Sometimes we don’t know what we don’t know. In those situations, it may be best to explore a little to see if we can find answers (and perhaps even see the questions we need to ask). Think of it as discovering what’s in a new mall by walking the length of it: data mining is like shopping in the data mall. What will we find when we look in each store?
Data mining sifts data back and forth until it finds natural breaking points, puts together associated characteristics and then lays out what it finds. For example:
“The donors who give the highest gift amounts are married male alumni. They’re in their 50s. They live along the east or west coast. They have a job and children that we know about.”

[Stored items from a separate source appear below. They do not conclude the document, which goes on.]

impl Model {
    /// Creates an empty model.
    pub fn new(name: impl Into<String>) -> Self {
        let mut metadata = Map::new();
        metadata.insert(
            "description".to_owned(),
            Json::String(format!("Generated by fmgen {}", env!("CARGO_PKG_VERSION"))),
        );
        Self {
            name: name.into(),
            features: BTreeSet::new(),
            metadata,
            variables: Vec::new(),
            constants: Vec::new(),
            automata: Vec::new(),
            composition: None,
            properties: Vec::new(),
        }
    }

    /// The name of the model.
    pub fn name(&self) -> &str {
        &self.name
    }

    /// Declares the use of an optional feature.
    pub fn add_feature(&mut self, feature: Feature) {
        self.features.insert(feature);
    }

    /// The declared features.
    pub fn features(&self) -> impl Iterator<Item = Feature> + '_ {
        self.features.iter().copied()
    }

    /// Adds a global variable.
    pub fn add_variable(&mut self, variable: Variable) -> Result<(), ModelError> {
        if self.variable(&variable.name).is_some() {
            return Err(ModelError::DuplicateVariable(variable.name));
        }
        self.variables.push(variable);
        Ok(())
    }

    /// The global variable with the given name, if any.
    pub fn variable(&self, name: &str) -> Option<&Variable> {
        self.variables.iter().find(|var| var.name == name)
    }

    /// The global variables, in insertion order.
    pub fn variables(&self) -> &[Variable] {
        &self.variables
    }

    /// Adds a constant.
    pub fn add_constant(&mut self, constant: Constant) -> Result<(), ModelError> {
        if self.constant(&constant.name).is_some() {
            return Err(ModelError::DuplicateConstant(constant.name));
        }
        self.constants.push(constant);
        Ok(())
    }

    /// The constant with the given name, if any.
    pub fn constant(&self, name: &str) -> Option<&Constant> {
        self.constants.iter().find(|c| c.name == name)
    }

    /// The constants, in insertion order.
    pub fn constants(&self) -> &[Constant] {
        &self.constants
    }

    /// Adds an automaton, which has to be complete (see [`Automaton::check`]).
    pub fn add_automaton(&mut self, automaton: Automaton) -> Result<(), ModelError> {
        if self.automaton(automaton.name()).is_some() {
            return Err(ModelError::DuplicateAutomaton(automaton.name().to_owned()));
        }
        automaton.check()?;
        self.automata.push(automaton);
        Ok(())
    }

    /// The automaton with the given name, if any.
    pub fn automaton(&self, name: &str) -> Option<&Automaton> {
        self.automata.iter().find(|a| a.name() == name)
    }

    /// Mutable access to the automaton with the given name, if any.
    pub fn automaton_mut(&mut self, name: &str) -> Option<&mut Automaton> {
        self.automata.iter_mut().find(|a| a.name() == name)
    }

    /// The automata, in insertion order.
    pub fn automata(&self) -> &[Automaton] {
        &self.automata
    }

    /// Mutable access to the automata.
    pub fn automata_mut(&mut self) -> &mut [Automaton] {
        &mut self.automata
    }

    /// Removes the edges labelled by `action` from every automaton,
    /// returning how many were removed.
    pub fn remove_edges_with_action(&mut self, action: &str) -> usize {
        self.automata
            .iter_mut()
            .map(|automaton| automaton.remove_edges_with_action(action))
            .sum()
    }

    /// The composition, once set.
    pub fn composition(&self) -> Option<&Composition> {
        self.composition.as_ref()
    }

    /// Sets the composition of the model's automata,
    /// then synchronizes on their own all actions that are not part of any sync
    /// (see [`Model::generate_missing_syncs`]).
    ///
    /// The composition must have exactly the model's automata as elements,
    /// and each action in a sync must label some edge of its automaton.
    pub fn set_composition(&mut self, composition: Composition) -> Result<(), ModelError> {
        self.validate_composition(&composition)?;
        self.composition = Some(composition);
        self.generate_missing_syncs()
    }

    fn validate_composition(&self, composition: &Composition) -> Result<(), ModelError> {
        if !composition.is_valid() {
            return Err(ModelError::SyncLength);
        }
        if composition.elements().len() != self.automata.len() {
            return Err(ModelError::ElementsMismatch);
        }
        let automata = composition
            .elements()
            .iter()
            .map(|name| {
                self.automaton(name)
                    .ok_or_else(|| ModelError::UnknownAutomaton(name.clone()))
            })
            .collect::<Result<Vec<_>, _>>()?;
        composition.syncs().iter().try_for_each(|sync| {
            sync.participants().try_for_each(|(idx, action)| {
                let automaton = automata[idx];
                if automaton.has_action(action) {
                    Ok(())
                } else {
                    Err(ModelError::MissingAction {
                        automaton: automaton.name().to_owned(),
                        action: action.to_owned(),
                    })
                }
            })
        })
    }

    /// Adds a sync, with the action itself as result,
    /// for each action of each automaton that does not take part in any sync.
    pub fn generate_missing_syncs(&mut self) -> Result<(), ModelError> {
        let composition = self
            .composition
            .as_mut()
            .ok_or(ModelError::MissingComposition)?;
        for automaton in &self.automata {
            for action in automaton.actions() {
                if !composition.is_synchronized(automaton.name(), action) {
                    trace!("adding sync for action '{action}'");
                    composition.add_sync(action, [(automaton.name(), action)])?;
                }
            }
        }
        Ok(())
    }

    /// Adds a property, which is carried through as-is.
    pub fn add_property(&mut self, property: Json) {
        self.properties.push(property);
    }

    /// The properties of the model.
    pub fn properties(&self) -> &[Json] {
        &self.properties
    }

    /// Rewrites helper operators in every expression of the model
    /// (see [`Expression::lower_helpers`]).
    pub fn lower_helpers(&mut self) {
        fn lower(exp: &mut Expression) {
            *exp = exp.lower_helpers();
        }
        fn lower_variable(var: &mut Variable) {
            var.initial_value.iter_mut().for_each(lower);
        }
        fn lower_assignment(assignment: &mut Assignment) {
            lower(&mut assignment.target);
            lower(&mut assignment.value);
        }
        fn lower_destination(dest: &mut Destination) {
            dest.probability.iter_mut().for_each(lower);
            dest.assignments.iter_mut().for_each(lower_assignment);
        }
        fn lower_edge(edge: &mut Edge) {
            edge.guard.iter_mut().for_each(lower);
            edge.destinations.iter_mut().for_each(lower_destination);
        }

        self.variables.iter_mut().for_each(lower_variable);
        self.constants
            .iter_mut()
            .for_each(|c| c.value.iter_mut().for_each(lower));
        for automaton in &mut self.automata {
            automaton.variables_mut().for_each(lower_variable);
            automaton.edges_mut().iter_mut().for_each(lower_edge);
        }
    }

    /// The model in JANI form.
    pub fn to_json(&self) -> Result<Json, serde_json::Error> {
        serde_json::to_value(self)
    }

    /// Reads a model from its JANI form.
    pub fn from_json(json: Json) -> Result<Self, serde_json::Error> {
        serde_json::from_value(json)
    }
}

#[derive(Serialize, Deserialize)]
#[serde(rename_all = "lowercase")]
enum ModelType {
    Mdp,
}

#[derive(Serialize, Deserialize)]
struct ActionRepr {
    name: String,
}

#[derive(Serialize, Deserialize)]
#[serde(rename_all = "kebab-case")]
struct ModelRepr {
    jani_version: u32,
    name: String,
    #[serde(rename = "type")]
    model_type: ModelType,
    #[serde(default)]
    metadata: Map<String, Json>,
    #[serde(default)]
    features: Vec<Feature>,
    #[serde(default)]
    variables: Vec<Variable>,
    #[serde(default)]
    constants: Vec<Constant>,
    #[serde(default)]
    actions: Vec<ActionRepr>,
    automata: Vec<Automaton>,
    #[serde(default, skip_serializing_if = "Option::is_none")]
    system: Option<Composition>,
    #[serde(default)]
    properties: Vec<Json>,
}

impl From<Model> for ModelRepr {
    fn from(model: Model) -> Self {
        let actions = model
            .automata
            .iter()
            .flat_map(Automaton::actions)
            .collect::<BTreeSet<_>>()
            .into_iter()
            .map(|name| ActionRepr {
                name: name.to_owned(),
            })
            .collect();
        Self {
            jani_version: 1,
            name: model.name,
            model_type: ModelType::Mdp,
            metadata: model.metadata,
            features: model.features.into_iter().collect(),
            variables: model.variables,
            constants: model.constants,
            actions,
            automata: model.automata,
            system: model.composition,
            properties: model.properties,
        }
    }
}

Data mining delves deeper to find relationships between many characteristics
The good news is that data mining also names the characteristics for the second best segment, and the third best, and so on, so a university could use it to find out various solutions to their attrition problem. The characteristics they see might look like these:
“The donors who stop donating tend to leave between their 5th and 6th years of consistently donating to the annual fund” So we can work harder to retain them before year 5!
“The donors who stop donating tend to be married alumni males in their thirties” What special incentives can we offer to that group since we know that married men in their 50s tend to be our largest donors later on?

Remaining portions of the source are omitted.